## Information shown
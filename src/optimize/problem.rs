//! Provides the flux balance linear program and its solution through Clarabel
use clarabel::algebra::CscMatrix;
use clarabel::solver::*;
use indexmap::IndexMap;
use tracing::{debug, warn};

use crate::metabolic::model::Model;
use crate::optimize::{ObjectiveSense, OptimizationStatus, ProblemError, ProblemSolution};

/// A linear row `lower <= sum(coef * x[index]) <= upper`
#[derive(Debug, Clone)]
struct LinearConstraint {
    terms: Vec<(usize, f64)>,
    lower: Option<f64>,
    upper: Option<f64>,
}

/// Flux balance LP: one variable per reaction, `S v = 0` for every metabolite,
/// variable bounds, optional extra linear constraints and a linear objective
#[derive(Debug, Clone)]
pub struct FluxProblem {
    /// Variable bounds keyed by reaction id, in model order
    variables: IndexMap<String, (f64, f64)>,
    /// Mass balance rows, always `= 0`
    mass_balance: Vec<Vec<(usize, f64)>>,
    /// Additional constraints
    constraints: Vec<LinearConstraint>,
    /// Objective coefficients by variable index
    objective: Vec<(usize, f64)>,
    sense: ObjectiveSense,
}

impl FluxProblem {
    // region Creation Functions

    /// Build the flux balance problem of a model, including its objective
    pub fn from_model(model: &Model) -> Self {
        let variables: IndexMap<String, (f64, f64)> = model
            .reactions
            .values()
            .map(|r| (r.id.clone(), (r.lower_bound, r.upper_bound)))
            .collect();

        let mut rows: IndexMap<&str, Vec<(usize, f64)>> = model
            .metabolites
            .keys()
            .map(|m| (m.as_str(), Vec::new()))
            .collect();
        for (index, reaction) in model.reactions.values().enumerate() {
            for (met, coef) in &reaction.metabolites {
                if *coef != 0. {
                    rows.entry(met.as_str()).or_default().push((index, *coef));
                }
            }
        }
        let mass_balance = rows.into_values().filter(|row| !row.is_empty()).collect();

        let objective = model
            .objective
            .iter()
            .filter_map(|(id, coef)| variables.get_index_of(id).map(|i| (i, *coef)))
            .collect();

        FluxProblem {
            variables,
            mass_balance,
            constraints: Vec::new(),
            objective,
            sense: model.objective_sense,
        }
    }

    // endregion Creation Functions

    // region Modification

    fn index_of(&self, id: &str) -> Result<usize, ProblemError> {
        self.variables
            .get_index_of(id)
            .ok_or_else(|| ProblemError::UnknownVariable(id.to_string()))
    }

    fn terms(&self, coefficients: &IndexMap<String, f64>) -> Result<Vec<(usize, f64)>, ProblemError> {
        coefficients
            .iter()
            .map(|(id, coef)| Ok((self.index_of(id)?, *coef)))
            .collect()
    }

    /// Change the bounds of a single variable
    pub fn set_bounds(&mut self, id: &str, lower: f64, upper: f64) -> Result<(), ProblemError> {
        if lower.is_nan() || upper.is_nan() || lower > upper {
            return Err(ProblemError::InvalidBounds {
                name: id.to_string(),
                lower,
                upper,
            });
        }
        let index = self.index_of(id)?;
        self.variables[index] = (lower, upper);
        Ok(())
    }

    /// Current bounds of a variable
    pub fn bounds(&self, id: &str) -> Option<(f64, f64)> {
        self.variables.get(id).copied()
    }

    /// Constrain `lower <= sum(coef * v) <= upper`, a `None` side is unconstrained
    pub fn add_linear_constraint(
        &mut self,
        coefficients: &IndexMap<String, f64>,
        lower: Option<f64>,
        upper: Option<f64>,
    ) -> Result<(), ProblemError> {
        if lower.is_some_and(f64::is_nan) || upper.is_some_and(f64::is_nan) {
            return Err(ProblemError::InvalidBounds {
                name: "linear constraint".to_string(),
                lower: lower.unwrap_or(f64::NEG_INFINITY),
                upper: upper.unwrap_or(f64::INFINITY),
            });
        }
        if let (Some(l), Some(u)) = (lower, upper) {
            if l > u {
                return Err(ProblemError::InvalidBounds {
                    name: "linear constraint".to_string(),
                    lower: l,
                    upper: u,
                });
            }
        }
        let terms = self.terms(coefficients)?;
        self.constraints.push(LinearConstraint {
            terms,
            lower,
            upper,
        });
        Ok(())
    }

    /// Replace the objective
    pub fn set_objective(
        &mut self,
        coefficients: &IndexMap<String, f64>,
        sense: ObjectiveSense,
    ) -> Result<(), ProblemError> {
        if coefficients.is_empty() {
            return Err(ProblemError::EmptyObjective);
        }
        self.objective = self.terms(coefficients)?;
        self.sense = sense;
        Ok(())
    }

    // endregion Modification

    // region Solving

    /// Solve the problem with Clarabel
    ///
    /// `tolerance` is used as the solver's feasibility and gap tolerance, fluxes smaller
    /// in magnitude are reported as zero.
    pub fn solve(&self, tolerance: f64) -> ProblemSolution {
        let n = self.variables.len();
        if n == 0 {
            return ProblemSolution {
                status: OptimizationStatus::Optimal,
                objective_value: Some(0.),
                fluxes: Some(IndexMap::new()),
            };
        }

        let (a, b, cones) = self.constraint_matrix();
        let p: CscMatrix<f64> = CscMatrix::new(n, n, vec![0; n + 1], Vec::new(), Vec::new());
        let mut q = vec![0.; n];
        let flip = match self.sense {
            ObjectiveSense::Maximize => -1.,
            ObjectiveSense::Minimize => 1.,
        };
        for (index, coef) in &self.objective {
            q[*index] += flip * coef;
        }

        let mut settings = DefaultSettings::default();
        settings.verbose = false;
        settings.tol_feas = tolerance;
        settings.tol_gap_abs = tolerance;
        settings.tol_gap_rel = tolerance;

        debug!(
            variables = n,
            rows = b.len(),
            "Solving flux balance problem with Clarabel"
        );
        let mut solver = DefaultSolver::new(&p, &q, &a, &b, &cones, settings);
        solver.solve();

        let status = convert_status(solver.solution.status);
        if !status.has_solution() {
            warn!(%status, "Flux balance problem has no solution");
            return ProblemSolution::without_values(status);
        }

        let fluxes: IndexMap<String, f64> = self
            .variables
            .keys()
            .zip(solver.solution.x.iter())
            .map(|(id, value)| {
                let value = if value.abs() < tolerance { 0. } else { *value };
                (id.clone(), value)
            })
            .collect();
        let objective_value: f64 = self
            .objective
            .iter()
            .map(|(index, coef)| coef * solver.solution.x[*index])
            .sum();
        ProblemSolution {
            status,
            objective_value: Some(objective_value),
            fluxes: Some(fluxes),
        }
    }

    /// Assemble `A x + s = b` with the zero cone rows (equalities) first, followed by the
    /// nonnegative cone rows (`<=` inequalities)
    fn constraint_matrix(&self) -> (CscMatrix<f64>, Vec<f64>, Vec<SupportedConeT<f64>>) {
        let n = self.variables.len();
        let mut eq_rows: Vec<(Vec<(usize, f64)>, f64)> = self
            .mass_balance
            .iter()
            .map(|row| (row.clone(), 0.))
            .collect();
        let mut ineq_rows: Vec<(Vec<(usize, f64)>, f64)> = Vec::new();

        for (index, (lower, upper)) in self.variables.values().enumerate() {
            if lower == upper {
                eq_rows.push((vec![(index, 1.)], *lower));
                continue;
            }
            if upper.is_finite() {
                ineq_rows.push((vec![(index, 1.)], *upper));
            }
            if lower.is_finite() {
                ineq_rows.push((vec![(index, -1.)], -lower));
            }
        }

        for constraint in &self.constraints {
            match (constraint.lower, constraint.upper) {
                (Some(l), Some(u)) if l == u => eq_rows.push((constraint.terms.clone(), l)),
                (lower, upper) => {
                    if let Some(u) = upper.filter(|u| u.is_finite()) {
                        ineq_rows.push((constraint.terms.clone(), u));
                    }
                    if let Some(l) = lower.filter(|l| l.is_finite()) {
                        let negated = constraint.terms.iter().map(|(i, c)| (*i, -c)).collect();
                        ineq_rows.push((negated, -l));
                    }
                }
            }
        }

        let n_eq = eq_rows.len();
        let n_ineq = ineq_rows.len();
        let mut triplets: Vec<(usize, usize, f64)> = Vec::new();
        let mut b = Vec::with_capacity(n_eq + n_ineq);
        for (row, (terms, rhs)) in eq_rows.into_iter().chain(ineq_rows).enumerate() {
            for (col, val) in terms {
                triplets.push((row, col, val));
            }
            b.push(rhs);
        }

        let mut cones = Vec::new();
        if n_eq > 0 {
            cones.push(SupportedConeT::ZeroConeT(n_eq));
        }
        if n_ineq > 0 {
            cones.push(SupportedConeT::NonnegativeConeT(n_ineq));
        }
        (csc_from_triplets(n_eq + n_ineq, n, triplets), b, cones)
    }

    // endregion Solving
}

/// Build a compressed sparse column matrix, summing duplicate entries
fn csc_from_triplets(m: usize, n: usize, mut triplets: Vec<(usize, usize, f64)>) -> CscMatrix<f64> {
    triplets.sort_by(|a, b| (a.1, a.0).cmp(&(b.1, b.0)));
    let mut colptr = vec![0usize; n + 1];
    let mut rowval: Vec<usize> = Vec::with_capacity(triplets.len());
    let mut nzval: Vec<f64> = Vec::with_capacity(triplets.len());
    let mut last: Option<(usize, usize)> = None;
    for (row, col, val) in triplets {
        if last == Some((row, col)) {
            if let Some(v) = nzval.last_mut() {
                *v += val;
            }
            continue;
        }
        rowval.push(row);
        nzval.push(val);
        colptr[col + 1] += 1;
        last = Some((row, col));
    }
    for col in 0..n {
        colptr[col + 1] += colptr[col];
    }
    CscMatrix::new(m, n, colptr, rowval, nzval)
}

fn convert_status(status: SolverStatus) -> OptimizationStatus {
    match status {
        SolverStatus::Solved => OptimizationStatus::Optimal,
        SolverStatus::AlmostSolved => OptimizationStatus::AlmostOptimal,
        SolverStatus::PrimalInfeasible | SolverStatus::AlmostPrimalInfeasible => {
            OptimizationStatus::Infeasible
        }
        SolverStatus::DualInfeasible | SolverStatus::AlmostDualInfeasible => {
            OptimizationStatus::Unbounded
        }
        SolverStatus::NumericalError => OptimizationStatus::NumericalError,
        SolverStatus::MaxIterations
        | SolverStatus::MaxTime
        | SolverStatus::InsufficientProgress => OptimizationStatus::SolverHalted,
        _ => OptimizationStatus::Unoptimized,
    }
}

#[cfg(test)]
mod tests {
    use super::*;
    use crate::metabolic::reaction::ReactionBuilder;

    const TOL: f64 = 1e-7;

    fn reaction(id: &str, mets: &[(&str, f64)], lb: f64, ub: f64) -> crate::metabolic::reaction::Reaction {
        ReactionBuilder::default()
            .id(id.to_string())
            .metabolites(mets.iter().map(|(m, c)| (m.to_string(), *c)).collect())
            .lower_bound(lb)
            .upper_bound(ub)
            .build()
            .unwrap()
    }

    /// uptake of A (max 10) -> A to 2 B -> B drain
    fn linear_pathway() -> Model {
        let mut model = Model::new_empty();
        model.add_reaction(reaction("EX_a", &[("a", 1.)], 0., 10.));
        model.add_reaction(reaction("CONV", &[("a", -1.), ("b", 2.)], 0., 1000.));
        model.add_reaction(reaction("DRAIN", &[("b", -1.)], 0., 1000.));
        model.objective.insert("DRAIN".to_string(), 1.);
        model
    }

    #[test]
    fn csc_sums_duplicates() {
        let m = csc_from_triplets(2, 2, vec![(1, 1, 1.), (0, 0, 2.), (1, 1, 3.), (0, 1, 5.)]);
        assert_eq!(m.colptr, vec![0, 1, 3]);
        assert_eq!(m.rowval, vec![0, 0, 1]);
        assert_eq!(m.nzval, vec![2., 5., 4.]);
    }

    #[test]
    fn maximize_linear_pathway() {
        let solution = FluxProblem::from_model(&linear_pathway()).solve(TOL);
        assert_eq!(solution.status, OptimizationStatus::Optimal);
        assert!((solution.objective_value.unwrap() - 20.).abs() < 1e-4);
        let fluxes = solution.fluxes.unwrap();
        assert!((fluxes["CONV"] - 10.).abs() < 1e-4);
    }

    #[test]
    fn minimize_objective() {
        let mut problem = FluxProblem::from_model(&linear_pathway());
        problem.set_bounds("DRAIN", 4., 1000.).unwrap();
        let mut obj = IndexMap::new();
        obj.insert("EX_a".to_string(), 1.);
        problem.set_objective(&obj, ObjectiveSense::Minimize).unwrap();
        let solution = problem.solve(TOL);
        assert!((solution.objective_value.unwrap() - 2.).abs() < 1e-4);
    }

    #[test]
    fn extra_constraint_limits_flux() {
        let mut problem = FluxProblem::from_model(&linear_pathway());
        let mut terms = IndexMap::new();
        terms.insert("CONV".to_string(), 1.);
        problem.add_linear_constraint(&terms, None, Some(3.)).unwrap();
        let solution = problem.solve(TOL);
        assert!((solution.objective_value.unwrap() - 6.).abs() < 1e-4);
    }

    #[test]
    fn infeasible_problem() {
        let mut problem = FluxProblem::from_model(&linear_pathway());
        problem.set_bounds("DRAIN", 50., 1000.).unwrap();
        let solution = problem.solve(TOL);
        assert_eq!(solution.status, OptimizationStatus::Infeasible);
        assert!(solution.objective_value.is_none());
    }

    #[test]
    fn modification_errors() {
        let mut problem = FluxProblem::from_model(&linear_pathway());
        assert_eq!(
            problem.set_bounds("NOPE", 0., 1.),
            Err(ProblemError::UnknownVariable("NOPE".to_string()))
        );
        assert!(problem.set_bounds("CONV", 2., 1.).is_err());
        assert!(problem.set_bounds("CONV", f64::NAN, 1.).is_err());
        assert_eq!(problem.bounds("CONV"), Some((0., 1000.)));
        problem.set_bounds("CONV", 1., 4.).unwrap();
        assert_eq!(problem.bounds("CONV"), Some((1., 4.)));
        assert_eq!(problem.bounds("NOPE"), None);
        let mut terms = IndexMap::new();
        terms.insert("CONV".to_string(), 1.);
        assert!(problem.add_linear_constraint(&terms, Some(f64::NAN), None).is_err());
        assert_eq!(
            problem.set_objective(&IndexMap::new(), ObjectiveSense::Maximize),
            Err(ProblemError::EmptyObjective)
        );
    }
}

## Instructions for the task
A single number is the answer here: the count of lines in the listing that hold the string "fluxes".

## Written answer
6